**Problem description**
Below are lines of data; give the number of them that contain "types", and only that.

Records for this exercise below:

use super::{repository, service};
use axum::{
    extract::{Json, Path, Query, State},
    http::StatusCode,
    response::{IntoResponse, Response},
    routing::{delete, get},
    Router,
};
use chrono::{NaiveDateTime, Utc};
use serde::Deserialize;
use serde_json::json;
use std::sync::Arc;
use validator::Validate;

use crate::{
    modules::{
        auth::middleware::{Auth, RestaurantAuth},
        product, restaurant,
        user::repository::Role,
    },
    types::Context,
    utils::validation,
};

fn server_error(message: &str) -> Response {
    (
        StatusCode::INTERNAL_SERVER_ERROR,
        Json(json!({ "error": message })),
    )
        .into_response()
}

fn not_found(message: &str) -> Response {
    (StatusCode::NOT_FOUND, Json(json!({ "error": message }))).into_response()
}

async fn get_running_offers(
    State(ctx): State<Arc<Context>>,
    Query(filters): Query<repository::Filters>,
) -> Response {
    match repository::find_running(&ctx.db_conn.pool, filters).await {
        Ok(offers) => (StatusCode::OK, Json(json!(offers))).into_response(),
        Err(_) => server_error("Failed to fetch offers"),
    }
}

#[derive(Deserialize, Validate)]
struct CreateOfferPayload {
    product_id: String,
    #[validate(range(min = 1, max = 100))]
    discount_percentage: i32,
    starts_at: NaiveDateTime,
    ends_at: NaiveDateTime,
}

async fn create_offer(
    State(ctx): State<Arc<Context>>,
    auth: RestaurantAuth,
    Json(payload): Json<CreateOfferPayload>,
) -> Response {
    if let Err(errors) = validation::validate(&payload) {
        return errors.into_response();
    }

    if let Err(err) =
        service::validate_window(payload.starts_at, payload.ends_at, Utc::now().naive_utc())
    {
        let message = match err {
            service::WindowError::EndsBeforeStart => "Offer must end after it starts",
            service::WindowError::AlreadyEnded => "Offer must end in the future",
        };
        return (StatusCode::BAD_REQUEST, Json(json!({ "error": message }))).into_response();
    }

    let mut tx = match ctx.db_conn.pool.begin().await {
        Ok(tx) => tx,
        Err(err) => {
            tracing::error!("Failed to start transaction: {}", err);
            return server_error("Offer creation failed");
        }
    };

    match product::repository::find_owned(
        &mut *tx,
        payload.product_id.clone(),
        auth.restaurant.id.clone(),
    )
    .await
    {
        Ok(Some(_)) => (),
        Ok(None) => return not_found("Product not found"),
        Err(_) => return server_error("Offer creation failed"),
    };

    if product::repository::lock_by_id(&mut *tx, payload.product_id.clone())
        .await
        .is_err()
    {
        return server_error("Offer creation failed");
    }

    match repository::has_overlapping(
        &mut *tx,
        payload.product_id.clone(),
        payload.starts_at,
        payload.ends_at,
    )
    .await
    {
        Ok(false) => (),
        Ok(true) => {
            return (
                StatusCode::CONFLICT,
                Json(json!({ "error": "Product already has an offer in this window" })),
            )
                .into_response()
        }
        Err(_) => return server_error("Offer creation failed"),
    };

    let offer = match repository::create(
        &mut *tx,
        repository::CreateOfferPayload {
            product_id: payload.product_id,
            discount_percentage: payload.discount_percentage,
            starts_at: payload.starts_at,
            ends_at: payload.ends_at,
        },
    )
    .await
    {
        Ok(offer) => offer,
        Err(_) => return server_error("Offer creation failed"),
    };

    if let Err(err) = tx.commit().await {
        tracing::error!("Failed to commit offer {}: {}", offer.id, err);
        return server_error("Offer creation failed");
    }

    (StatusCode::CREATED, Json(json!(offer))).into_response()
}

async fn deactivate_offer(
    State(ctx): State<Arc<Context>>,
    auth: Auth,
    Path(id): Path<String>,
) -> Response {
    let offer = match repository::find_by_id(&ctx.db_conn.pool, id.clone()).await {
        Ok(Some(offer)) => offer,
        Ok(None) => return not_found("Offer not found"),
        Err(_) => return server_error("Failed to deactivate offer"),
    };

    match auth.user.role {
        Role::Admin => (),
        Role::Restaurant => {
            let restaurant = match restaurant::repository::find_by_owner_id(
                &ctx.db_conn.pool,
                auth.user.id.clone(),
            )
            .await
            {
                Ok(Some(restaurant)) => restaurant,
                Ok(None) => return not_found("Offer not found"),
                Err(_) => return server_error("Failed to deactivate offer"),
            };

            match product::repository::find_owned(
                &ctx.db_conn.pool,
                offer.product_id.clone(),
                restaurant.id,
            )
            .await
            {
                Ok(Some(_)) => (),
                Ok(None) => return not_found("Offer not found"),
                Err(_) => return server_error("Failed to deactivate offer"),
            }
        }
        _ => {
            return (StatusCode::FORBIDDEN, Json(json!({ "error": "Forbidden" }))).into_response()
        }
    };

    match repository::deactivate_by_id(&ctx.db_conn.pool, id).await {
        Ok(Some(offer)) => (StatusCode::OK, Json(json!(offer))).into_response(),
        Ok(None) => not_found("Offer not found"),
        Err(_) => server_error("Failed to deactivate offer"),
    }
}

pub fn get_router() -> Router<Arc<Context>> {
    Router::new()
        .route("/", get(get_running_offers).post(create_offer))
        .route("/:id", delete(deactivate_offer))
}
use super::{repository::session::Session, service};
use crate::{
    modules::{
        delivery_man::{self, repository::DeliveryMan},
        restaurant::{self, repository::Restaurant},
        user::{
            self,
            repository::{Role, Status, User},
        },
    },
    types::Context,
};
use axum::{
    async_trait,
    extract::{Extension, FromRequestParts},
    http::{self, request::Parts, StatusCode},
    response::{IntoResponse, Response},
    Json, RequestPartsExt,
};
use serde_json::json;
use std::sync::Arc;

enum Error {
    MissingContext,
    InvalidSession,
    AccountBanned,
    AccountPending,
    Forbidden,
    UnexpectedError,
}

impl IntoResponse for Error {
    fn into_response(self) -> Response {
        match self {
            Self::InvalidSession => (
                StatusCode::UNAUTHORIZED,
                Json(json!({ "error": "Invalid session token" })),
            )
                .into_response(),
            Self::AccountBanned => (
                StatusCode::FORBIDDEN,
                Json(json!({ "error": "Account banned" })),
            )
                .into_response(),
            Self::AccountPending => (
                StatusCode::FORBIDDEN,
                Json(json!({ "error": "Account pending approval" })),
            )
                .into_response(),
            Self::Forbidden => {
                (StatusCode::FORBIDDEN, Json(json!({ "error": "Forbidden" }))).into_response()
            }
            Self::MissingContext | Self::UnexpectedError => (
                StatusCode::INTERNAL_SERVER_ERROR,
                Json(json!({ "error": "Sorry an error occurred" })),
            )
                .into_response(),
        }
    }
}

async fn get_user_from_token(ctx: Arc<Context>, token: String) -> Result<(User, Session), Error> {
    let session = service::auth::verify_access_token(ctx.clone(), token)
        .await
        .map_err(|err| match err {
            service::auth::Error::UnexpectedError => Error::UnexpectedError,
            _ => Error::InvalidSession,
        })?;

    let user = user::repository::find_by_id(&ctx.db_conn.pool, session.user_id.clone())
        .await
        .map_err(|_| Error::UnexpectedError)?
        .ok_or(Error::InvalidSession)?;

    if user.is_deleted {
        return Err(Error::InvalidSession);
    }

    match user.status {
        Status::Active => Ok((user, session)),
        Status::Banned => Err(Error::AccountBanned),
        Status::Pending => Err(Error::AccountPending),
    }
}

async fn get_context(parts: &mut Parts) -> Result<Arc<Context>, Error> {
    parts
        .extract::<Extension<Arc<Context>>>()
        .await
        .map(|Extension(ctx)| ctx)
        .map_err(|err| {
            tracing::error!("Application context missing from request: {}", err);
            Error::MissingContext
        })
}

async fn get_user_from_request(
    parts: &mut Parts,
) -> Result<(Arc<Context>, User, Session), Error> {
    let token = parts
        .headers
        .get(http::header::AUTHORIZATION)
        .and_then(|header| header.to_str().ok())
        .and_then(service::token::from_authorization_header)
        .ok_or(Error::InvalidSession)?;

    let ctx = get_context(parts).await?;
    let (user, session) = get_user_from_token(ctx.clone(), token).await?;

    Ok((ctx, user, session))
}

async fn get_user_with_role(parts: &mut Parts, role: Role) -> Result<(Arc<Context>, User), Error> {
    let (ctx, user, _) = get_user_from_request(parts).await?;

    if user.role != role {
        return Err(Error::Forbidden);
    }

    Ok((ctx, user))
}

/// Any active user holding a valid access token.
#[derive(Clone)]
pub struct Auth {
    pub user: User,
    pub session: Session,
}

#[async_trait]
impl<S: Send + Sync> FromRequestParts<S> for Auth {
    type Rejection = Response;

    async fn from_request_parts(parts: &mut Parts, _: &S) -> Result<Self, Self::Rejection> {
        get_user_from_request(parts)
            .await
            .map(|(_, user, session)| Self { user, session })
            .map_err(IntoResponse::into_response)
    }
}

#[derive(Clone)]
pub struct AdminAuth {
    pub user: User,
}

#[async_trait]
impl<S: Send + Sync> FromRequestParts<S> for AdminAuth {
    type Rejection = Response;

    async fn from_request_parts(parts: &mut Parts, _: &S) -> Result<Self, Self::Rejection> {
        get_user_with_role(parts, Role::Admin)
            .await
            .map(|(_, user)| Self { user })
            .map_err(IntoResponse::into_response)
    }
}

#[derive(Clone)]
pub struct CustomerAuth {
    pub user: User,
}

#[async_trait]
impl<S: Send + Sync> FromRequestParts<S> for CustomerAuth {
    type Rejection = Response;

    async fn from_request_parts(parts: &mut Parts, _: &S) -> Result<Self, Self::Rejection> {
        get_user_with_role(parts, Role::Customer)
            .await
            .map(|(_, user)| Self { user })
            .map_err(IntoResponse::into_response)
    }
}

/// A restaurant owner together with the restaurant they run.
#[derive(Clone)]
pub struct RestaurantAuth {
    pub user: User,
    pub restaurant: Restaurant,
}

#[async_trait]
impl<S: Send + Sync> FromRequestParts<S> for RestaurantAuth {
    type Rejection = Response;

    async fn from_request_parts(parts: &mut Parts, _: &S) -> Result<Self, Self::Rejection> {
        let (ctx, user) = get_user_with_role(parts, Role::Restaurant)
            .await
            .map_err(IntoResponse::into_response)?;

        let restaurant =
            restaurant::repository::find_by_owner_id(&ctx.db_conn.pool, user.id.clone())
                .await
                .map_err(|_| Error::UnexpectedError.into_response())?
                .ok_or_else(|| Error::Forbidden.into_response())?;

        Ok(Self { user, restaurant })
    }
}

#[derive(Clone)]
pub struct DeliveryManAuth {
    pub user: User,
    pub delivery_man: DeliveryMan,
}

#[async_trait]
impl<S: Send + Sync> FromRequestParts<S> for DeliveryManAuth {
    type Rejection = Response;

    async fn from_request_parts(parts: &mut Parts, _: &S) -> Result<Self, Self::Rejection> {
        let (ctx, user) = get_user_with_role(parts, Role::DeliveryMan)
            .await
            .map_err(IntoResponse::into_response)?;

        let delivery_man =
            delivery_man::repository::find_by_user_id(&ctx.db_conn.pool, user.id.clone())
                .await
                .map_err(|_| Error::UnexpectedError.into_response())?
                .ok_or_else(|| Error::Forbidden.into_response())?;

        Ok(Self { user, delivery_man })
    }
}
use super::types::{request, response};
use crate::{modules::order::repository, types::Context};
use std::sync::Arc;

pub async fn service(ctx: Arc<Context>, payload: request::Payload) -> response::Response {
    if !payload.auth.delivery_man.is_available {
        return Err(response::Error::Unavailable);
    }

    repository::find_by_id(&ctx.db_conn.pool, payload.id.clone())
        .await
        .map_err(|_| response::Error::FailedToClaimOrder)?
        .ok_or(response::Error::OrderNotFound)?;

    let order = repository::claim(
        &ctx.db_conn.pool,
        payload.id,
        payload.auth.delivery_man.id.clone(),
    )
    .await
    .map_err(|_| response::Error::FailedToClaimOrder)?
    .ok_or(response::Error::AlreadyTaken)?;

    tracing::info!(
        "Order {} claimed by delivery man {}",
        order.id,
        payload.auth.delivery_man.id
    );

    Ok(response::Success::OrderClaimed(order))
}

End of Records for this exercise.

**Final answer**
4